RECORDS FOR THIS EXERCISE below:

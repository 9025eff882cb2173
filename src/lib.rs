pub mod cli;
mod core;
mod pipeline;
mod processors;
mod utils;

pub use crate::core::{
    CancelToken, Color, DimensionBounds, FailureReason, ImageMetadata, Mode, OptimizationReport,
    OptimizationRequest, OptimizationResult, OptimizeError, OptimizeParams, OptimizeResponse,
    Optimizer, OptimizerConfig, PipelineState, ResizeAlgorithm, Result, DEFAULT_MIN_DIMENSION,
    PALETTE_LADDER,
};
pub use crate::core::params::{ApprovalBody, SuccessBody};
pub use crate::pipeline::{
    default_stages, estimate_frame_reduction_percent, plan_dimensions, sampling_indices,
    ApprovalGate, Artifact, DimensionNormalizer, DimensionPlan, FrameSampler, GateDecision,
    MetadataProbe, Scratch, SizeReducer, Stage, StageContext, StageOutcome,
};
pub use crate::processors::{
    BatchProcessor, BatchStats, Compressor, GifOps, ImageOps, Loader, Resizer,
    DEFAULT_MEMORY_BUDGET_MB,
};
pub use crate::utils::{
    calculate_aspect_ratio, format_file_size, generate_output_path, is_supported_format,
    percent_saved,
};

pub mod prelude {
    pub use crate::{
        BatchProcessor, CancelToken, GifOps, ImageOps, OptimizationRequest, OptimizationResult,
        OptimizeParams, Optimizer, OptimizerConfig,
    };
}
// animfit/src/pipeline/reduce.rs
use super::{ensure_frame_count, Artifact, Stage, StageContext, StageOutcome};
use crate::core::{PipelineState, Result, PALETTE_LADDER};

/// Walks the palette ladder until the budget is met.
///
/// Every level re-encodes the stage's input (not the previous level's
/// output) and the first level that fits wins. When no level fits, the
/// smallest-palette result is handed on as the baseline for the approval
/// estimate. Only `recolor` is ever called here, so frames are untouched.
pub struct SizeReducer {
    ladder: Vec<u16>,
}

impl SizeReducer {
    pub fn new(ladder: Vec<u16>) -> Self {
        Self { ladder }
    }

    pub fn ladder(&self) -> &[u16] {
        &self.ladder
    }
}

impl Default for SizeReducer {
    fn default() -> Self {
        Self::new(PALETTE_LADDER.to_vec())
    }
}

impl Stage for SizeReducer {
    fn name(&self) -> &'static str {
        "size-reducer"
    }

    fn exit_state(&self) -> PipelineState {
        PipelineState::SizeReduced
    }

    fn attempt(&self, ctx: &mut StageContext<'_>, input: Artifact) -> Result<StageOutcome> {
        let budget = ctx.budget();

        if input.metadata.size_bytes <= budget {
            log::debug!(
                "{} bytes already within budget of {}, skipping palette ladder",
                input.metadata.size_bytes,
                budget
            );
            return Ok(StageOutcome::Complete(input));
        }

        let mut best: Option<Artifact> = None;

        for &colors in &self.ladder {
            ctx.cancel.check()?;

            let src = input.path.clone();
            let label = format!("recolor-{}", colors);
            let candidate = ctx.derive(&label, |ops, dst| ops.recolor(&src, dst, colors))?;
            ensure_frame_count(self.name(), &input, &candidate)?;

            log::info!(
                "Palette {} colors: {} bytes (budget {})",
                colors,
                candidate.metadata.size_bytes,
                budget
            );

            if let Some(previous) = best.take() {
                ctx.scratch.discard(&previous.path);
            }

            if candidate.metadata.size_bytes <= budget {
                ctx.scratch.discard(&input.path);
                return Ok(StageOutcome::Complete(candidate));
            }

            best = Some(candidate);
        }

        match best {
            Some(smallest) => {
                ctx.scratch.discard(&input.path);
                Ok(StageOutcome::Continue(smallest))
            }
            None => Ok(StageOutcome::Continue(input)),
        }
    }
}
// animfit/src/cli.rs
use crate::core::{Mode, OptimizeParams, ResizeAlgorithm};
use crate::processors::DEFAULT_MEMORY_BUDGET_MB;
use clap::{Args, Parser, Subcommand, ValueEnum};
use std::path::PathBuf;

#[derive(Parser, Debug)]
#[command(name = "animfit", version, about = "Fit animated GIFs under a size budget and dimension bounds")]
pub struct Cli {
    /// Enable debug logging
    #[arg(short, long, global = true)]
    pub verbose: bool,

    #[command(subcommand)]
    pub command: Commands,
}

#[derive(Subcommand, Debug)]
pub enum Commands {
    /// Optimize a single GIF and print the JSON response
    Optimize {
        input: PathBuf,

        #[arg(short, long)]
        output: Option<PathBuf>,

        #[command(flatten)]
        constraints: ConstraintArgs,

        #[command(flatten)]
        engine: EngineArgs,
    },

    /// Optimize every GIF in a directory in parallel
    Batch {
        input: PathBuf,

        output: PathBuf,

        #[command(flatten)]
        constraints: ConstraintArgs,

        #[command(flatten)]
        engine: EngineArgs,

        /// Worker threads (0 = one per CPU)
        #[arg(short, long, default_value_t = 0)]
        threads: usize,

        /// Decoded frame memory shared by all workers, in MB
        #[arg(long, default_value_t = DEFAULT_MEMORY_BUDGET_MB)]
        max_memory_mb: u64,

        #[arg(short, long)]
        recursive: bool,
    },

    /// Show dimensions, frame count and size of a GIF
    Info { input: PathBuf },
}

#[derive(Args, Debug, Clone)]
pub struct ConstraintArgs {
    #[arg(long, value_enum, default_value_t = ModeArg::Preset)]
    pub mode: ModeArg,

    /// Size budget in MB (custom mode, 0.1-50)
    #[arg(long)]
    pub max_size_mb: Option<f64>,

    #[arg(long)]
    pub min_width: Option<u32>,

    #[arg(long)]
    pub min_height: Option<u32>,

    #[arg(long)]
    pub max_width: Option<u32>,

    #[arg(long)]
    pub max_height: Option<u32>,

    /// Consent to dropping frames when color reduction is not enough
    #[arg(long)]
    pub allow_frame_reduction: bool,

    /// Read parameters from a JSON document instead of flags
    #[arg(long, conflicts_with_all = ["mode", "max_size_mb", "min_width", "min_height", "max_width", "max_height"])]
    pub params: Option<PathBuf>,
}

impl ConstraintArgs {
    pub fn to_params(&self) -> anyhow::Result<OptimizeParams> {
        if let Some(path) = &self.params {
            let data = std::fs::read_to_string(path)?;
            let mut params = OptimizeParams::from_json(&data)?;
            params.allow_frame_reduction |= self.allow_frame_reduction;
            return Ok(params);
        }

        Ok(OptimizeParams {
            mode: self.mode.into(),
            max_file_size_mb: self.max_size_mb,
            min_width: self.min_width,
            min_height: self.min_height,
            max_width: self.max_width,
            max_height: self.max_height,
            allow_frame_reduction: self.allow_frame_reduction,
        })
    }
}

#[derive(Args, Debug, Clone)]
pub struct EngineArgs {
    #[arg(long, value_enum, default_value_t = Algorithm::Lanczos3)]
    pub algorithm: Algorithm,

    /// Palette quantizer speed, 1 (best) to 30 (fastest)
    #[arg(long, default_value_t = 10)]
    pub speed: i32,

    /// Directory for temporary artifacts
    #[arg(long)]
    pub scratch_dir: Option<PathBuf>,
}

#[derive(Debug, Clone, Copy, PartialEq, Eq, ValueEnum)]
pub enum ModeArg {
    Preset,
    Custom,
}

impl From<ModeArg> for Mode {
    fn from(mode: ModeArg) -> Self {
        match mode {
            ModeArg::Preset => Mode::Preset,
            ModeArg::Custom => Mode::Custom,
        }
    }
}

#[derive(Debug, Clone, Copy, PartialEq, Eq, ValueEnum)]
pub enum Algorithm {
    Nearest,
    Bilinear,
    Bicubic,
    Lanczos3,
}

impl From<Algorithm> for ResizeAlgorithm {
    fn from(algorithm: Algorithm) -> Self {
        match algorithm {
            Algorithm::Nearest => ResizeAlgorithm::Nearest,
            Algorithm::Bilinear => ResizeAlgorithm::Bilinear,
            Algorithm::Bicubic => ResizeAlgorithm::Bicubic,
            Algorithm::Lanczos3 => ResizeAlgorithm::Lanczos3,
        }
    }
}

End of RECORDS FOR THIS EXERCISE.

**AIM OF THE TASK**: If a line of the data contains "match", it counts; report the number of such lines and nothing else.

**YOUR SOLUTION**: 3